Il a donc, lui aussi, quelque chose de sacré. Diffus dans tout l’organisme, ce caractère est plus particulièrement apparent sur certains points privilégiés. Il y a des organes et des tissus qui en sont spécialement marqués : ce sont surtout le sang et les cheveux.

Le sang humain, tout d’abord, est chose si sainte que, dans les tribus de l’Australie centrale, il sert très souvent à consacrer les instruments les plus respectés du culte. Le nurtunja, par exemple, est, dans certains cas, religieusement oint, de haut en bas, avec du sang d’homme[36]. C’est sur un terrain tout détrempé de sang que les gens de l’Émou, chez les Arunta, dessinent l’emblème sacré[37]. Nous verrons plus loin comment les flots de sang sont répandus sur les rochers qui représentent les plantes ou les animaux totémiques[38]. Il n’est pas de cérémonie religieuse où le sang n’ait quelque rôle à jouer[39]. Au cours de l’initiation, il arrive que des adultes s’ouvrent les veines et arrosent de leur sang le novice ; et ce sang est une chose si sacrée qu’il est défendu aux femmes d’être présentes tandis qu’il coule ; la vue leur en est interdite, tout comme celle d’un churinga[40]. Le sang que perd le jeune initié pendant les opérations violentes qu’il est tenu de subir a des vertus toutes particulières : il sert à diverses communions[41]. Celui qui s’écoule pendant la subincision est, chez les Arunta, pieusement recueilli et enterré en un lieu sur lequel on place une pièce de bois qui signale aux passants la sainteté de l’endroit ; aucune femme ne doit en approcher[42]. C’est, d’ailleurs, par la nature religieuse du sang que s’explique le rôle, également religieux, de l’ocre rouge qui, lui aussi, est d’un emploi très fréquent dans les cérémonies ; on en frotte les churinga ; on s’en sert dans les décorations rituelles[43]. C’est que, à cause de sa couleur, il est considéré comme une substance parente du sang. Même plusieurs dépôts d’ocre rouge que l’on trouve sur différents points du territoire Arunta passent pour du sang coagulé que certaines héroïnes de l’époque mythique auraient laissé s’écouler sur le sol[44].

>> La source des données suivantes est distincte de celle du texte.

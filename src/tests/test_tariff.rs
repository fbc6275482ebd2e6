use crate::core::energy_supply::energy_supply::EnergySupplyError;
use crate::core::energy_supply::tariff::{Tariff, TariffData};
use pretty_assertions::assert_eq;
use rstest::*;

#[fixture]
fn tariff_data() -> TariffData {
    TariffData::new("price\n0.10\n0.12\n0.31\n".as_bytes()).unwrap()
}

#[rstest]
fn test_reads_prices_in_order(tariff_data: TariffData) {
    assert_eq!(tariff_data, TariffData::from_prices(vec![0.10, 0.12, 0.31]));
    assert_eq!(tariff_data.price(2), Ok(0.31));
    assert_eq!(
        tariff_data.price(3),
        Err(EnergySupplyError::NoPriceForTimestep(3))
    );
}

#[rstest]
fn test_ignores_extra_columns() {
    let tariff_data = TariffData::new("hour,price\n0,0.2\n1,0.25\n".as_bytes()).unwrap();
    assert_eq!(tariff_data, TariffData::from_prices(vec![0.2, 0.25]));
}

#[rstest]
#[case("price\ncheap\n")]
#[case("cost\n0.1\n")]
fn test_rejects_malformed_tariff_file(#[case] csv: &str) {
    assert!(TariffData::new(csv.as_bytes()).is_err());
}

#[rstest]
fn test_coverage(tariff_data: TariffData) {
    assert_eq!(Tariff::Flat(0.13).timesteps_covered(), None);
    assert_eq!(Tariff::Flat(0.13).price(10_000), Ok(0.13));

    let tariff = Tariff::TimeOfUse(tariff_data);
    assert_eq!(tariff.timesteps_covered(), Some(3));
    assert_eq!(tariff.prices().collect::<Vec<_>>(), vec![0.10, 0.12, 0.31]);
}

La chevelure a des propriétés analogues. Les indigènes du centre portent des ceintures, faites de cheveux humains, dont nous avons déjà signalé les fonctions religieuses : elles servent de bandelettes pour envelopper certains objets du culte[45]. Un homme a-t-il prêté à un autre un de ses churinga ? En témoignage de reconnaissance, le second fait au premier un présent de cheveux ; ces deux sortes de choses sont donc considérées comme de même ordre et de valeur équivalente[46]. Aussi l’opération de la coupe des cheveux est-elle un acte rituel qui s’accompagne de cérémonies déterminées : l’individu qui la subit doit se tenir accroupi par terre, la face tournée dans la direction de l’endroit ou sont censés avoir campé les ancêtres fabuleux de qui le clan de sa mère passe pour être descendu[47].

Pour la même raison, aussitôt qu’un homme est mort, on lui coupe les cheveux, on les dépose dans un endroit écarté, car ni les femmes ni les non-initiés n’ont le droit de les voir ; et c’est là, loin des yeux profanes, que l’on procède à la confection des ceintures[48]

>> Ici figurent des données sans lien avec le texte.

use crate::errors::CoolsimError;
use crate::input::{Input, PolicyKind};
use crate::output::{MemoryOutput, SinkOutput};
use crate::{run_project, ExternalData, ProjectOptions, RequestOverrides};
use pretty_assertions::assert_eq;
use rstest::*;

#[fixture]
fn input_json() -> Vec<u8> {
    let mut input = Input::default();
    input.simulation.days = 2;
    input.request.n_runs = 6;
    serde_json::to_vec(&input).unwrap()
}

#[rstest]
fn test_run_project_writes_payload(input_json: Vec<u8>) {
    let output = MemoryOutput::default();
    let results = run_project(
        input_json.as_slice(),
        output.clone(),
        ExternalData::default(),
        &ProjectOptions::default(),
    )
    .unwrap();

    let payload = &results.payloads[&PolicyKind::Baseline];
    assert_eq!(payload.cost_samples.len(), 6);
    assert_eq!(payload.equipment_id, "eficiente");
    assert_eq!(payload.hourly_mean_ambient_temps.len(), 48);
    assert_eq!(payload.daily_max_room_temps.len(), 2);
    assert_eq!(payload.hour_of_day_cooling_fraction.len(), 24);
    assert_eq!(
        payload.cop_curves.keys().collect::<Vec<_>>(),
        vec!["economico", "eficiente", "premium"]
    );
    assert_eq!(payload.cop_curves["eficiente"].len(), 31);
    assert!(results.comparison.is_none());

    let json: serde_json::Value =
        serde_json::from_str(&output.contents("baseline__results", "json").unwrap()).unwrap();
    assert_eq!(json["cost_samples"].as_array().unwrap().len(), 6);
    assert!(json["aggregate_statistics"]["costo90"].is_number());

    let csv = output.contents("baseline__cost_samples", "csv").unwrap();
    let mut lines = csv.lines();
    assert_eq!(
        lines.next(),
        Some("run_index,seed,total_cost,cooling_cost,it_cost,cooling_energy_kwh,peak_room_temp,hours_above_comfort_limit")
    );
    assert_eq!(lines.count(), 6);
}

#[rstest]
fn test_run_project_compares_policies(input_json: Vec<u8>) {
    let output = MemoryOutput::default();
    let results = run_project(
        input_json.as_slice(),
        output.clone(),
        ExternalData::default(),
        &ProjectOptions {
            compare: true,
            ..Default::default()
        },
    )
    .unwrap();

    assert_eq!(
        results.payloads.keys().copied().collect::<Vec<_>>(),
        vec![PolicyKind::Baseline, PolicyKind::Optimized]
    );
    assert!(results.comparison.is_some());
    assert!(output.contents("optimized__results", "json").is_some());
    assert!(output.contents("comparison", "json").is_some());
}

#[rstest]
fn test_overrides_replace_request(input_json: Vec<u8>) {
    let results = run_project(
        input_json.as_slice(),
        SinkOutput,
        ExternalData::default(),
        &ProjectOptions {
            overrides: RequestOverrides {
                n_runs: Some(3),
                control_policy: Some(PolicyKind::Optimized),
                equipment_id: Some("premium".to_string()),
                ..Default::default()
            },
            ..Default::default()
        },
    )
    .unwrap();

    let payload = &results.payloads[&PolicyKind::Optimized];
    assert_eq!(payload.cost_samples.len(), 3);
    assert_eq!(payload.equipment_id, "premium");
    assert_eq!(payload.request.control_policy, PolicyKind::Optimized);
}

#[rstest]
#[case::no_runs(r#"{"request": {"n_runs": 0}}"#)]
#[case::undersized_cooling(r#"{"physical": {"max_cooling_power": 40000}}"#)]
#[case::rising_cop_curve(
    r#"{"equipment_catalog": {"eficiente": {"name": "Eficiente", "cop_nominal": 3.2, "potencia_nominal": 60000, "precio": 1, "vida_util": 10, "mantenimiento_anual": 1, "cop_curve": {"type": "affine", "reference_temp": 35, "cop_at_reference": 3.2, "slope": 0.06, "floor": 1.2}}}}"#
)]
fn test_configuration_errors_stop_before_any_run(#[case] json: &str) {
    assert!(matches!(
        run_project(
            json.as_bytes(),
            SinkOutput,
            ExternalData::default(),
            &ProjectOptions::default()
        ),
        Err(CoolsimError::Configuration(_))
    ));
}

#[rstest]
fn test_malformed_document_is_invalid_request() {
    assert!(matches!(
        run_project(
            "{\"physical\": ".as_bytes(),
            SinkOutput,
            ExternalData::default(),
            &ProjectOptions::default()
        ),
        Err(CoolsimError::InvalidRequest(_))
    ));
}

#[rstest]
fn test_cancelled_project_is_empty_batch(input_json: Vec<u8>) {
    let options = ProjectOptions::default();
    options.cancellation.cancel();
    assert!(matches!(
        run_project(input_json.as_slice(), SinkOutput, ExternalData::default(), &options),
        Err(CoolsimError::EmptyBatch(_))
    ));
}
pub mod energy_supply;
pub mod tariff;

On pourrait signaler d’autres tissus organiques qui, à des degrés divers, manifestent des propriétés analogues : tels sont les favoris, le prépuce, la graisse du foie, etc.[49]. Mais il est inutile de multiplier les exemples. Ceux qui précèdent suffisent à prouver qu’il existe chez l’homme quelque chose qui tient le profane à distance et qui possède une efficacité religieuse ; en d’autres termes, l’organisme humain recèle dans ses profondeurs un principe sacré qui, dans des circonstances déterminées, vient ostensiblement affleurer au-dehors. Ce principe ne diffère pas spécifiquement de celui qui fait le caractère religieux du totem. Nous venons de voir, en effet, que les substances diverses dans lesquelles il s’incarne plus éminemment entrent dans la composition rituelle des instruments du culte (nurtunja, dessins totémiques), ou servent à des onctions dont le but est de revivifier les vertus soit des churinga soit des rochers sacrés ; ce sont donc choses de même espèce.

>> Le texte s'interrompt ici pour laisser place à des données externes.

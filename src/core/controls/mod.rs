pub mod cooling_control;
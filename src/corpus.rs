use crate::core::climate::historical::{HistoricalEnsemble, HistoricalSeries};
use crate::core::climate::statistical::StatisticalClimate;
use crate::core::climate::{ClimateGenerator, ClimateSource};
use crate::core::cooling_systems::air_conditioning::AirConditioning;
use crate::core::cooling_systems::equipment_catalog::{EquipmentCatalog, EquipmentProfile};
use crate::core::controls::cooling_control::{
    ControlPolicy, CopAwareDeadbandControl, ThermostatControl,
};
use crate::core::energy_supply::energy_supply::{
    EnergySupply, EnergySupplyError, COOLING_END_USER, IT_LOAD_END_USER,
};
use crate::core::energy_supply::tariff::{Tariff, TariffData};
use crate::core::space_cool_demand::thermal_room::{AmbientSpan, HeatFlows, ThermalRoom};
use crate::core::units::{watt_seconds_to_kwh, SECONDS_PER_HOUR};
use crate::errors::{ConfigurationError, RunError};
use crate::input::{
    ClimateMode, Input, PhysicalParameters, PolicyKind, RunRequest, SimulationSettings,
};
use crate::monte_carlo::StopSignal;
use crate::simulation_time::SimulationTime;
use rand::SeedableRng;
use rand_pcg::Pcg64;
use serde::Serialize;
use tracing::{debug, instrument};

/// Largest relative gap tolerated between the heat stored in the room and the net heat
/// integrated over a run.
pub const ENERGY_BALANCE_TOLERANCE: f64 = 1e-9;

/// The validated, immutable configuration of a batch, shared read-only by every run.
#[derive(Clone, Debug)]
pub struct Corpus {
    pub physical: PhysicalParameters,
    pub settings: SimulationSettings,
    pub request: RunRequest,
    pub equipment_id: String,
    pub equipment: EquipmentProfile,
    pub catalog: EquipmentCatalog,
    pub room: ThermalRoom,
    pub policy: ControlPolicy,
    pub climate: ClimateGenerator,
    pub tariff: Tariff,
    pub simulation_time: SimulationTime,
}

/// Terminal snapshot of a single run.
#[derive(Clone, Debug, PartialEq, Serialize)]
pub struct RunResult {
    pub run_index: usize,
    pub seed: u64,
    pub total_cost: f64,
    pub cooling_cost: f64,
    pub it_cost: f64,
    pub cooling_energy_kwh: f64,
    pub it_energy_kwh: f64,
    pub peak_room_temp: f64,
    pub mean_room_temp: f64,
    pub hourly_room_temps: Vec<f64>,
    pub hourly_ambient_temps: Vec<f64>,
    pub hourly_cop: Vec<f64>,
    /// fraction of each hour the cooling unit was running
    pub hourly_cooling_fraction: Vec<f64>,
    /// electricity drawn by the cooling unit in each hour, in kWh
    pub hourly_cooling_energy_kwh: Vec<f64>,
    /// cost of all electricity drawn in each hour
    pub hourly_cost: Vec<f64>,
    pub daily_max_room_temps: Vec<f64>,
    pub hours_above_comfort_limit: f64,
    pub energy_balance_residual: f64,
}

/// Mutable values owned by one run for its lifetime.
struct RunState {
    room_temp: f64,
    heat: HeatFlows,
    peak_room_temp: f64,
    temp_seconds: f64,
    elapsed: f64,
    hourly_temp_seconds: Vec<f64>,
    hourly_cop_sum: Vec<f64>,
    hourly_decisions: Vec<u32>,
    hourly_cooling_seconds: Vec<f64>,
    daily_max_room_temps: Vec<f64>,
    seconds_above_comfort: f64,
}

impl RunState {
    fn new(initial_room_temp: f64, hours: usize, days: usize) -> Self {
        Self {
            room_temp: initial_room_temp,
            heat: HeatFlows::default(),
            peak_room_temp: initial_room_temp,
            temp_seconds: 0.,
            elapsed: 0.,
            hourly_temp_seconds: vec![0.; hours],
            hourly_cop_sum: vec![0.; hours],
            hourly_decisions: vec![0; hours],
            hourly_cooling_seconds: vec![0.; hours],
            daily_max_room_temps: vec![f64::NEG_INFINITY; days],
            seconds_above_comfort: 0.,
        }
    }

    fn record_substep(
        &mut self,
        room_temp: f64,
        duration: f64,
        hour: usize,
        day: usize,
        cooling: bool,
        comfort_limit: f64,
    ) {
        self.room_temp = room_temp;
        self.peak_room_temp = self.peak_room_temp.max(room_temp);
        self.temp_seconds += room_temp * duration;
        self.elapsed += duration;
        self.hourly_temp_seconds[hour] += room_temp * duration;
        if cooling {
            self.hourly_cooling_seconds[hour] += duration;
        }
        self.daily_max_room_temps[day] = self.daily_max_room_temps[day].max(room_temp);
        if room_temp > comfort_limit {
            self.seconds_above_comfort += duration;
        }
    }
}

impl Corpus {
    pub fn from_inputs(
        input: &Input,
        ensemble: Option<Vec<HistoricalSeries>>,
        tariff_data: Option<TariffData>,
    ) -> Result<Self, ConfigurationError> {
        input.check()?;

        let physical = input.physical;
        let settings = input.simulation;
        let climate_params = input.climate;
        let total_hours = settings.total_hours();

        let catalog = input.catalog();
        let equipment_id = input.request.equipment_id.clone();
        let equipment = catalog
            .get(&equipment_id)
            .cloned()
            .ok_or_else(|| ConfigurationError::new(format!("unknown equipment id '{equipment_id}'")))?;

        let thresholds = input.effective_thresholds();
        let policy = match input.request.control_policy {
            PolicyKind::Baseline => {
                ControlPolicy::Baseline(ThermostatControl::new(thresholds.baseline.t_hot)?)
            }
            PolicyKind::Optimized => ControlPolicy::Optimized(CopAwareDeadbandControl::new(
                thresholds.optimized.t_low,
                thresholds.optimized.t_hot,
                thresholds.optimized.cop_threshold,
            )?),
        };

        let climate = match input.request.climate_mode {
            ClimateMode::Statistical => ClimateGenerator::Statistical(
                StatisticalClimate::new(
                    climate_params.t_min_mean,
                    climate_params.t_min_std_dev,
                    climate_params.range_mean,
                    climate_params.range_std_dev,
                    settings.days as usize,
                    climate_params.diurnal_shape,
                    climate_params.negative_range,
                    climate_params.trough_hour,
                    climate_params.peak_hour,
                    climate_params.extreme_hour_std_dev,
                )
                .map_err(|err| {
                    ConfigurationError::new(format!("invalid climate distribution: {err}"))
                })?,
            ),
            ClimateMode::Historical => ClimateGenerator::Historical(HistoricalEnsemble::new(
                ensemble.unwrap_or_default(),
                total_hours as usize,
            )),
        };

        let tariff = match tariff_data {
            Some(data) => Tariff::TimeOfUse(data),
            None => Tariff::Flat(physical.tariff),
        };
        if let Some(covered) = tariff.timesteps_covered() {
            if covered < total_hours as usize {
                return Err(ConfigurationError::new(format!(
                    "time-of-use tariff covers {covered} hours but the simulation needs {total_hours}"
                )));
            }
        }
        if tariff.prices().any(|price| !price.is_finite() || price < 0.) {
            return Err(ConfigurationError::new(
                "tariff prices must be finite and non-negative",
            ));
        }

        Ok(Self {
            physical,
            settings,
            request: input.request.clone(),
            equipment_id,
            equipment,
            catalog,
            room: ThermalRoom::new(
                physical.area,
                physical.u_value,
                physical.servers_heat_load,
                physical.thermal_capacitance,
            ),
            policy,
            climate,
            tariff,
            simulation_time: SimulationTime::new(total_hours, settings.decision_interval),
        })
    }

    pub fn n_runs(&self) -> usize {
        self.request.n_runs.max(0) as usize
    }

    /// Simulate one month for one climate draw.
    #[instrument(level = "debug", skip(self, stop))]
    pub fn run_single(
        &self,
        run_index: usize,
        seed: u64,
        stop: &StopSignal,
    ) -> Result<RunResult, RunError> {
        let mut rng = Pcg64::seed_from_u64(seed);
        let climate = self.climate.generate(&mut rng)?;

        let hours = self.simulation_time.total_hours();
        let days = self.settings.days as usize;
        let substeps = self.settings.substeps;
        let method = self.settings.integration_method;
        let (min_valid_temp, max_valid_temp) = self.settings.valid_temp_range;

        let mut energy_supply = EnergySupply::new(hours);
        let air_conditioning = AirConditioning::new(
            self.physical.max_cooling_power,
            self.equipment.cop_curve.clone(),
            energy_supply.connection(COOLING_END_USER)?,
        );
        let it_load = energy_supply.connection(IT_LOAD_END_USER)?;

        let mut state = RunState::new(self.settings.initial_room_temp, hours, days);

        for step in self.simulation_time.iter() {
            if step.is_start_of_hour() && stop.should_stop() {
                return Err(RunError::Cancelled);
            }
            let hour = step.current_hour();
            let day = step.current_day();
            let step_start = step.time();
            let cop_now = air_conditioning.cop(climate.air_temp_at(step_start));
            let cooling_power = self.policy.cooling_demand(
                state.room_temp,
                cop_now,
                air_conditioning.cooling_capacity(),
            );
            state.hourly_cop_sum[hour] += cop_now;
            state.hourly_decisions[hour] += 1;

            let substep = step.timestep as f64 / substeps as f64;
            for k in 0..substeps {
                let start = step_start + k as f64 * substep;
                let ambient = AmbientSpan {
                    start: climate.air_temp_at(start),
                    mid: climate.air_temp_at(start + substep / 2.),
                    end: climate.air_temp_at(start + substep),
                };
                let (room_temp, flows) =
                    self.room
                        .advance(method, state.room_temp, ambient, cooling_power, substep);

                if !room_temp.is_finite() || !(min_valid_temp..=max_valid_temp).contains(&room_temp)
                {
                    return Err(RunError::NumericalDivergence {
                        time_in_seconds: start + substep,
                        reason: format!(
                            "room temperature {room_temp} outside valid range [{min_valid_temp}, {max_valid_temp}]"
                        ),
                    });
                }

                state.heat += flows;
                state.record_substep(
                    room_temp,
                    substep,
                    hour,
                    day,
                    cooling_power > 0.,
                    self.settings.comfort_limit,
                );
                air_conditioning.demand_energy(
                    cooling_power,
                    ambient.mid,
                    substep,
                    &mut energy_supply,
                    hour,
                )?;
                energy_supply.demand_energy(
                    &it_load,
                    watt_seconds_to_kwh(self.room.internal_gains(), substep),
                    hour,
                )?;
            }
        }

        let stored = self.room.thermal_capacitance()
            * (state.room_temp - self.settings.initial_room_temp);
        let energy_balance_residual = (stored - state.heat.net()).abs() / state.heat.gross();
        if !(energy_balance_residual <= ENERGY_BALANCE_TOLERANCE) {
            return Err(RunError::NumericalDivergence {
                time_in_seconds: state.elapsed,
                reason: format!(
                    "energy balance residual {energy_balance_residual:e} exceeds {ENERGY_BALANCE_TOLERANCE:e}"
                ),
            });
        }

        let costs = energy_supply.cost_by_end_user(&self.tariff)?;
        let cooling_cost = costs.get(COOLING_END_USER).copied().unwrap_or_default();
        let it_cost = costs.get(IT_LOAD_END_USER).copied().unwrap_or_default();
        let hourly_cost = energy_supply
            .results_total()
            .iter()
            .enumerate()
            .map(|(idx, energy)| -> Result<f64, EnergySupplyError> {
                Ok(energy * self.tariff.price(idx)?)
            })
            .collect::<Result<Vec<_>, _>>()?;
        let seconds_per_hour = SECONDS_PER_HOUR as f64;

        let result = RunResult {
            run_index,
            seed,
            total_cost: cooling_cost + it_cost,
            cooling_cost,
            it_cost,
            cooling_energy_kwh: energy_supply.total_for_end_user(COOLING_END_USER)?,
            it_energy_kwh: energy_supply.total_for_end_user(IT_LOAD_END_USER)?,
            peak_room_temp: state.peak_room_temp,
            mean_room_temp: state.temp_seconds / state.elapsed,
            hourly_room_temps: state
                .hourly_temp_seconds
                .iter()
                .map(|temp_seconds| temp_seconds / seconds_per_hour)
                .collect(),
            hourly_ambient_temps: (0..hours).map(|hour| climate.sample(hour)).collect(),
            hourly_cop: state
                .hourly_cop_sum
                .iter()
                .zip(&state.hourly_decisions)
                .map(|(cop_sum, decisions)| cop_sum / (*decisions).max(1) as f64)
                .collect(),
            hourly_cooling_fraction: state
                .hourly_cooling_seconds
                .iter()
                .map(|seconds| seconds / seconds_per_hour)
                .collect(),
            hourly_cooling_energy_kwh: energy_supply
                .results_by_end_user()
                .get(COOLING_END_USER)
                .cloned()
                .unwrap_or_default(),
            hourly_cost,
            daily_max_room_temps: state.daily_max_room_temps,
            hours_above_comfort_limit: state.seconds_above_comfort / seconds_per_hour,
            energy_balance_residual,
        };
        debug!(
            run_index,
            total_cost = result.total_cost,
            peak_room_temp = result.peak_room_temp,
            "run complete"
        );

        Ok(result)
    }
}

Toutefois, la dignité religieuse qui, à ce titre, est inhérente à chaque membre du clan n’est pas égale chez tous. Les hommes la possèdent à un plus haut degré que les femmes ; par rapport à eux, elles sont comme des profanes[50]. Aussi, toutes les fois où il y a une assemblée soit du groupe totémique soit de la tribu, les hommes forment un camp à part, distinct de celui des femmes et fermé à ces dernières : ils sont séparés[51]. Mais il y a aussi des différences dans la manière dont les hommes sont marqués du caractère religieux. Les jeunes gens non initiés en sont totalement dépourvus puisqu’ils ne sont pas admis aux cérémonies. C’est chez les anciens qu’il atteint son maximum d’intensité. Ils sont tellement sacrés que certaines choses défendues au vulgaire leur sont permises : ils peuvent plus librement manger de l’animal totémique, et même, comme nous l’avons vu, il y a des tribus où ils sont libérés de toute prohibition alimentaire.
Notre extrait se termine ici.